The request for help is: how to do the same effectively? (without repeat loops, for example)

Look into using NSXMLDocument

Thanks for the tip, @technomorph. :slight_smile: This really works:


use AppleScript version "2.4" -- Yosemite (10.10) or later
use framework "Foundation"
use scripting additions

set theHTML to do shell script "curl 'https://www.google.com'"
set elementsInnerStrings to my getElementsByTagName(theHTML, "script")

on getElementsByTagName(theXML, tagName) -- gets tag text contents
	set {theXMLDoc, theError} to current application's NSXMLDocument's alloc()'s initWithXMLString:theXML options:(current application's NSXMLDocumentTidyHTML) |error|:(reference)
	set {theMatches, theError} to (theXMLDoc's nodesForXPath:("//" & tagName) |error|:(reference))
	return (theMatches's valueForKey:"stringValue") as list
end getElementsByTagName

Note you can also create the NSXMLDocument straight from a NSURL as well.

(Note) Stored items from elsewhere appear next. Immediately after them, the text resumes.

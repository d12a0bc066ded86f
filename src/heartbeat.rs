// SPDX-License-Identifier: BUSL-1.1
// Copyright (c) 2026 Alfred Jean LLC

//! Per-session heartbeat supervisor: pings idle sessions and closes the ones
//! that never answer.

use std::sync::Arc;
use std::time::Duration;

use crate::codec;
use crate::session::Session;

/// Drive one session's heartbeat for as long as it is active.
///
/// Every `ping_interval` tick: if a previous ping is still unanswered and the
/// session has been idle at least `connection_timeout`, close the session and
/// return. Otherwise send a fresh ping and mark one outstanding. Returns when
/// the session's cancellation token fires (closed by another path, e.g.
/// supersession or disconnect).
pub async fn supervise(session: Arc<Session>, ping_interval: Duration, connection_timeout: Duration, drain_deadline: Duration) {
    let mut ticker = tokio::time::interval(ping_interval);
    ticker.set_missed_tick_behavior(tokio::time::MissedTickBehavior::Delay);

    loop {
        tokio::select! {
            _ = session.cancel.cancelled() => return,
            _ = ticker.tick() => {}
        }

        if session.has_outstanding_heartbeat() && session.idle_duration() >= connection_timeout {
            tracing::info!(session_id = %session.id, role = ?session.role, "heartbeat timeout");
            session.close(drain_deadline).await;
            return;
        }

        session.enqueue(&codec::ping());
        session.mark_heartbeat_sent();
    }
}
// SPDX-License-Identifier: BUSL-1.1
// Copyright (c) 2026 Alfred Jean LLC

//! WebSocket integration tests using real connections against an in-process
//! axum server, covering the end-to-end scenarios of the relay's routing
//! contract.

use std::net::SocketAddr;
use std::sync::Arc;
use std::time::Duration;

use clap::Parser;
use futures_util::{SinkExt, StreamExt};
use tokio::net::TcpListener;
use tokio_tungstenite::tungstenite::Message as WsMessage;
use tokio_util::sync::CancellationToken;

use fleet_relay::config::RelayConfig;
use fleet_relay::state::RelayState;
use fleet_relay::transport::build_router;

// ---------------------------------------------------------------------------
// Helpers
// ---------------------------------------------------------------------------

type WsStream =
    tokio_tungstenite::WebSocketStream<tokio_tungstenite::MaybeTlsStream<tokio::net::TcpStream>>;
type WsTx = futures_util::stream::SplitSink<WsStream, WsMessage>;
type WsRx = futures_util::stream::SplitStream<WsStream>;

const RECV_TIMEOUT: Duration = Duration::from_secs(5);

/// Spawn the relay server on an ephemeral port; returns its address and a
/// shutdown handle dropped at the end of each test.
async fn spawn_server(config: RelayConfig) -> anyhow::Result<(SocketAddr, CancellationToken)> {
    let shutdown = CancellationToken::new();
    let state = Arc::new(RelayState::new(config, shutdown.clone()));
    let router = build_router(state);
    let listener = TcpListener::bind("127.0.0.1:0").await?;
    let addr = listener.local_addr()?;

    let shutdown_clone = shutdown.clone();
    tokio::spawn(async move {
        let _ = axum::serve(listener, router)
            .with_graceful_shutdown(shutdown_clone.cancelled_owned())
            .await;
    });

    Ok((addr, shutdown))
}

fn test_config() -> RelayConfig {
    RelayConfig::parse_from(["fleet-relay"])
}

async fn ws_connect(addr: &SocketAddr, path: &str) -> anyhow::Result<(WsTx, WsRx)> {
    let url = format!("ws://{addr}{path}");
    let (stream, _) =
        tokio_tungstenite::connect_async(&url).await.map_err(|e| anyhow::anyhow!("ws connect: {e}"))?;
    Ok(stream.split())
}

async fn ws_send(tx: &mut WsTx, value: &serde_json::Value) -> anyhow::Result<()> {
    let text = serde_json::to_string(value)?;
    tx.send(WsMessage::Text(text.into())).await.map_err(|e| anyhow::anyhow!("ws send: {e}"))?;
    Ok(())
}

async fn ws_recv(rx: &mut WsRx) -> anyhow::Result<serde_json::Value> {
    let msg = tokio::time::timeout(RECV_TIMEOUT, rx.next())
        .await
        .map_err(|_| anyhow::anyhow!("ws recv timeout"))?
        .ok_or_else(|| anyhow::anyhow!("ws stream closed"))?
        .map_err(|e| anyhow::anyhow!("ws recv: {e}"))?;

    match msg {
        WsMessage::Text(text) => Ok(serde_json::from_str(&text)?),
        other => anyhow::bail!("expected Text message, got {other:?}"),
    }
}

// ---------------------------------------------------------------------------
// Scenario 1: registration supersedes
// ---------------------------------------------------------------------------

#[tokio::test]
async fn registration_supersedes_and_notifies_clients() -> anyhow::Result<()> {
    let (addr, _shutdown) = spawn_server(test_config()).await?;

    let (mut client_tx, mut client_rx) = ws_connect(&addr, "/client/c1").await?;
    let (_first_tx, mut first_rx) = ws_connect(&addr, "/device/alpha").await?;
    // Let the first device's registration settle before the second connects.
    tokio::time::sleep(Duration::from_millis(100)).await;

    let (_second_tx, _second_rx) = ws_connect(&addr, "/device/alpha").await?;

    // First session observes its socket close.
    let closed = tokio::time::timeout(RECV_TIMEOUT, first_rx.next()).await?;
    assert!(matches!(closed, Some(Ok(WsMessage::Close(_))) | None));

    let first_status = ws_recv(&mut client_rx).await?;
    assert_eq!(first_status["type"], "connection_status");
    assert_eq!(first_status["status"], "disconnected");

    let second_status = ws_recv(&mut client_rx).await?;
    assert_eq!(second_status["type"], "connection_status");
    assert_eq!(second_status["status"], "connected");

    ws_send(&mut client_tx, &serde_json::json!({"type": "devices_list"})).await?;
    let listing = ws_recv(&mut client_rx).await?;
    assert_eq!(listing["devices"][0]["connected"], true);

    Ok(())
}

// ---------------------------------------------------------------------------
// Scenario 2: fan-out to multiple clients
// ---------------------------------------------------------------------------

#[tokio::test]
async fn telemetry_fans_out_to_every_client_in_order() -> anyhow::Result<()> {
    let (addr, _shutdown) = spawn_server(test_config()).await?;

    let (_c1_tx, mut c1_rx) = ws_connect(&addr, "/client/c1").await?;
    let (_c2_tx, mut c2_rx) = ws_connect(&addr, "/client/c2").await?;
    let (_c3_tx, mut c3_rx) = ws_connect(&addr, "/client/c3").await?;
    tokio::time::sleep(Duration::from_millis(50)).await;

    let (mut device_tx, _device_rx) = ws_connect(&addr, "/device/beta").await?;
    tokio::time::sleep(Duration::from_millis(50)).await;
    for seq in 1..=3 {
        ws_send(&mut device_tx, &serde_json::json!({"type": "telemetry", "seq": seq})).await?;
    }

    for rx in [&mut c1_rx, &mut c2_rx, &mut c3_rx] {
        for expected_seq in 1..=3 {
            let frame = ws_recv(rx).await?;
            assert_eq!(frame["type"], "telemetry");
            assert_eq!(frame["seq"], expected_seq);
            assert_eq!(frame["deviceId"], "beta");
        }
    }

    Ok(())
}

// ---------------------------------------------------------------------------
// Scenario 3: late attach replay
// ---------------------------------------------------------------------------

#[tokio::test]
async fn late_attach_replays_buffered_telemetry_in_order() -> anyhow::Result<()> {
    let (addr, _shutdown) = spawn_server(test_config()).await?;

    let (mut device_tx, _device_rx) = ws_connect(&addr, "/device/alpha").await?;
    tokio::time::sleep(Duration::from_millis(50)).await;
    for seq in 10..=14 {
        ws_send(&mut device_tx, &serde_json::json!({"type": "telemetry", "seq": seq})).await?;
    }
    tokio::time::sleep(Duration::from_millis(50)).await;

    let (mut client_tx, mut client_rx) = ws_connect(&addr, "/client/c1").await?;
    ws_send(&mut client_tx, &serde_json::json!({"type": "connect_device", "deviceId": "alpha"}))
        .await?;

    let connected = ws_recv(&mut client_rx).await?;
    assert_eq!(connected["type"], "device_connected");
    assert_eq!(connected["status"], "connected");

    for expected_seq in 10..=14 {
        let frame = ws_recv(&mut client_rx).await?;
        assert_eq!(frame["type"], "telemetry");
        assert_eq!(frame["seq"], expected_seq);
    }

    ws_send(&mut device_tx, &serde_json::json!({"type": "telemetry", "seq": 15})).await?;
    let frame = ws_recv(&mut client_rx).await?;
    assert_eq!(frame["seq"], 15);

    Ok(())
}

// ---------------------------------------------------------------------------
// Scenario 4: signaling relay
// ---------------------------------------------------------------------------

#[tokio::test]
async fn webrtc_offer_and_answer_relay_verbatim() -> anyhow::Result<()> {
    let (addr, _shutdown) = spawn_server(test_config()).await?;

    let (mut client_tx, mut client_rx) = ws_connect(&addr, "/client/c1").await?;
    let (mut device_tx, mut device_rx) = ws_connect(&addr, "/device/alpha").await?;
    tokio::time::sleep(Duration::from_millis(50)).await;

    ws_send(
        &mut client_tx,
        &serde_json::json!({"type": "webrtc", "subtype": "offer", "deviceId": "alpha", "sdp": "S"}),
    )
    .await?;

    let offer = ws_recv(&mut device_rx).await?;
    assert_eq!(offer["subtype"], "offer");
    assert_eq!(offer["clientId"], "c1");
    assert_eq!(offer["sdp"], "S");

    ws_send(
        &mut device_tx,
        &serde_json::json!({"type": "webrtc", "subtype": "answer", "clientId": "c1", "sdp": "A"}),
    )
    .await?;

    let answer = ws_recv(&mut client_rx).await?;
    assert_eq!(answer["subtype"], "answer");
    assert_eq!(answer["sdp"], "A");
    assert_eq!(answer["deviceId"], "alpha");

    Ok(())
}

// ---------------------------------------------------------------------------
// Scenario 5: command to absent device
// ---------------------------------------------------------------------------

#[tokio::test]
async fn command_to_absent_device_reports_device_unavailable() -> anyhow::Result<()> {
    let (addr, _shutdown) = spawn_server(test_config()).await?;

    let (mut client_tx, mut client_rx) = ws_connect(&addr, "/client/c1").await?;
    ws_send(
        &mut client_tx,
        &serde_json::json!({
            "type": "command",
            "deviceId": "ghost",
            "command": "stop",
            "command_id": "c1-1-T",
        }),
    )
    .await?;

    let reply = ws_recv(&mut client_rx).await?;
    assert_eq!(reply["type"], "error");
    assert_eq!(reply["kind"], "device_unavailable");
    assert!(reply["message"].as_str().unwrap().contains("ghost"));

    Ok(())
}

// ---------------------------------------------------------------------------
// Scenario 6: heartbeat expiry
// ---------------------------------------------------------------------------

#[tokio::test]
async fn unresponsive_session_is_closed_on_heartbeat_timeout() -> anyhow::Result<()> {
    let mut config = test_config();
    config.ping_interval_secs = 1;
    config.connection_timeout_secs = 0;

    let (addr, _shutdown) = spawn_server(config).await?;

    let (mut client_tx, mut client_rx) = ws_connect(&addr, "/client/c1").await?;
    let (_device_tx, mut device_rx) = ws_connect(&addr, "/device/alpha").await?;
    ws_send(&mut client_tx, &serde_json::json!({"type": "devices_list"})).await?;
    let _ = ws_recv(&mut client_rx).await?;

    let closed = tokio::time::timeout(RECV_TIMEOUT, device_rx.next()).await?;
    assert!(matches!(closed, Some(Ok(_)) | None));

    let status = ws_recv(&mut client_rx).await?;
    assert_eq!(status["type"], "connection_status");
    assert_eq!(status["deviceId"], "alpha");
    assert_eq!(status["status"], "disconnected");

    Ok(())
}
/// `ice_candidate`, `close`, and `error` share the same bidirectional
/// addressing: by `deviceId` when the source is a client, by `clientId` when
/// the source is a device. `ends_session` additionally closes the tracked
/// signaling session for the pair (used for `close`/`error`).
async fn route_bidirectional(
    registry: &Arc<SessionRegistry>,
    signaling: &Arc<SignalingTracker>,
    source: &Arc<Session>,
    envelope: &Envelope,
    ends_session: bool,
) {
    match source.role {
        Role::Client => {
            let Some(device_id) = envelope.get_str("deviceId") else {
                reject_malformed(source, "webrtc message missing deviceId");
                return;
            };
            if ends_session {
                signaling.close(&source.id, device_id).await;
            } else if !signaling.touch(&source.id, device_id).await {
                tracing::debug!(client_id = %source.id, device_id = %device_id, "signaling message for untracked negotiation");
            }
            match registry.get(Role::Device, device_id).await {
                Some(device) => {
                    let stamped = stamp_field(&envelope.value, "clientId", &source.id);
                    device.enqueue(&stamped);
                }
                None => {
                    source.enqueue(&codec::error(
                        EnvelopeErrorKind::PeerUnavailable,
                        format!("device '{device_id}' unavailable"),
                    ));
                }
            }
        }
        Role::Device => {
            let Some(client_id) = envelope.get_str("clientId") else {
                reject_malformed(source, "webrtc message missing clientId");
                return;
            };
            if ends_session {
                signaling.close(client_id, &source.id).await;
            } else if !signaling.touch(client_id, &source.id).await {
                tracing::debug!(client_id = %client_id, device_id = %source.id, "signaling message for untracked negotiation");
            }
            match registry.get(Role::Client, client_id).await {
                Some(client) => {
                    let stamped = stamp_field(&envelope.value, "deviceId", &source.id);
                    client.enqueue(&stamped);
                }
                None => {
                    source.enqueue(&codec::error(
                        EnvelopeErrorKind::PeerUnavailable,
                        format!("client '{client_id}' unavailable"),
                    ));
                }
            }
        }
    }
}

fn reject_malformed(source: &Arc<Session>, message: &str) {
    source.enqueue(&codec::error(EnvelopeErrorKind::Malformed, message));
}

fn reject_unsupported(source: &Arc<Session>, envelope: &Envelope) {
    tracing::debug!(source_id = %source.id, frame_type = ?envelope.frame_type, "dropping unroutable frame");
    source.enqueue(&codec::error(
        EnvelopeErrorKind::UnsupportedMessage,
        "message type not supported for this session role",
    ));
}

/// Clone a JSON object, inserting/overwriting one addressing field. Used to
/// stamp `deviceId`/`clientId` onto frames as they cross the router —
/// payload fields (sdp, data, ...) are left untouched.
fn stamp_field(value: &Value, key: &str, val: &str) -> Value {
    let mut cloned = value.clone();
    if let Some(obj) = cloned.as_object_mut() {
        obj.insert(key.to_owned(), Value::String(val.to_owned()));
    }
    cloned
}
// SPDX-License-Identifier: BUSL-1.1
// Copyright (c) 2026 Alfred Jean LLC

use std::fmt;

use axum::http::StatusCode;
use axum::Json;
use serde::{Deserialize, Serialize};

/// HTTP-facing error codes: the health endpoint and auth middleware, not the
/// envelope-level taxonomy (see [`EnvelopeErrorKind`]), which never becomes
/// an HTTP status.
#[derive(Debug, Clone, Copy, PartialEq, Eq, Serialize, Deserialize)]
pub enum RelayError {
    Unauthorized,
    BadRequest,
    Internal,
}

impl RelayError {
    pub fn http_status(&self) -> u16 {
        match self {
            Self::Unauthorized => 401,
            Self::BadRequest => 400,
            Self::Internal => 500,
        }
    }

    pub fn as_str(&self) -> &'static str {
        match self {
            Self::Unauthorized => "UNAUTHORIZED",
            Self::BadRequest => "BAD_REQUEST",
            Self::Internal => "INTERNAL",
        }
    }

    pub fn to_error_body(&self, message: impl Into<String>) -> ErrorBody {
        ErrorBody { code: self.as_str().to_owned(), message: message.into() }
    }

    pub fn to_http_response(
        &self,
        message: impl Into<String>,
    ) -> (StatusCode, Json<ErrorResponse>) {
        let status =
            StatusCode::from_u16(self.http_status()).unwrap_or(StatusCode::INTERNAL_SERVER_ERROR);
        let body = ErrorResponse { error: self.to_error_body(message) };
        (status, Json(body))
    }
}

impl fmt::Display for RelayError {
    fn fmt(&self, f: &mut fmt::Formatter<'_>) -> fmt::Result {
        f.write_str(self.as_str())
    }
}

/// Top-level HTTP error response envelope.
#[derive(Debug, Clone, Serialize, Deserialize)]
pub struct ErrorResponse {
    pub error: ErrorBody,
}

/// Error body with machine-readable code and human-readable message.
#[derive(Debug, Clone, Serialize, Deserialize)]
pub struct ErrorBody {
    pub code: String,
    pub message: String,
}

/// Envelope-level error taxonomy. These never surface as HTTP statuses;
/// they are reported to the originating peer as `{"type":"error", ...}`
/// WebSocket frames, or drive session/registry lifecycle with no reply at all.
#[derive(Debug, Clone, Copy, PartialEq, Eq)]
pub enum EnvelopeErrorKind {
    /// Frame could not be decoded or is missing a required field.
    Malformed,
    /// `type` is outside the closed set, or the category's addressing rules
    /// all failed to match.
    UnsupportedMessage,
    /// Addressed counterparty (signaling peer) has no active session.
    PeerUnavailable,
    /// Command addressed to an absent device.
    DeviceUnavailable,
    /// Target outbound queue was saturated; the single frame was dropped.
    /// Never sent to a peer — counted only.
    QueueOverflow,
    /// Session idle past the heartbeat deadline. Drives session close, not a reply.
    HeartbeatTimeout,
    /// Underlying transport surfaced an I/O failure. Drives session close, not a reply.
    TransportError,
    /// The same (role, id) re-registered; the prior session was evicted. No reply.
    Superseded,
}

impl EnvelopeErrorKind {
    /// The `kind` string carried in `error` envelopes.
    pub fn as_str(&self) -> &'static str {
        match self {
            Self::Malformed => "malformed",
            Self::UnsupportedMessage => "unsupported_message",
            Self::PeerUnavailable => "peer_unavailable",
            Self::DeviceUnavailable => "device_unavailable",
            Self::QueueOverflow => "queue_overflow",
            Self::HeartbeatTimeout => "heartbeat_timeout",
            Self::TransportError => "transport_error",
            Self::Superseded => "superseded",
        }
    }

    /// Whether this kind is reported to the originating peer as an `error`
    /// envelope. The remainder drive lifecycle transitions silently.
    pub fn is_reported_to_sender(&self) -> bool {
        matches!(
            self,
            Self::Malformed
                | Self::UnsupportedMessage
                | Self::PeerUnavailable
                | Self::DeviceUnavailable
        )
    }
}

impl fmt::Display for EnvelopeErrorKind {
    fn fmt(&self, f: &mut fmt::Formatter<'_>) -> fmt::Result {
        f.write_str(self.as_str())
    }
}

Here’s some other examples of Paths
Note the stuff in […] are filters

static NSString* PlaylistNameXPath = @“.//title”;
// DJ K-Tel - Session #104 - 20th November 2021
//
//static NSString* PlaylistNameXPath = @“/html/meta[@property=‘og:title’]”;

static NSString* PlaylistTracksXPath = @“.//div[@class=‘info’]”;
//

static NSString* PlaylistTracksTitleXPath = @“.//div[@class=‘sub’]”;
//

Who’ll Stop The Rain?

static NSString* PlaylistTracksArtistXPath = @“.//div[@class=‘head’]”;
//

Creedence Clearwater Revival

Quite interesting examples. Many applications have a distinctly slow speed for retrieving objects when applying filters. One notable example of this is getting a list of Calendars.app events - very slow. I’ll think about using AsObjC to improve the speed of some application-related scripts.

AppleScript events are “expensive”
You may wanna look into eventKit framework (using AsObjC)
https://developer.apple.com/documentation/eventkit?language=objc

I found hensame with iTunes and now use the ITLibrary framework
Much faster. Though it’s read only.
Seems with event kit you can create items and modify them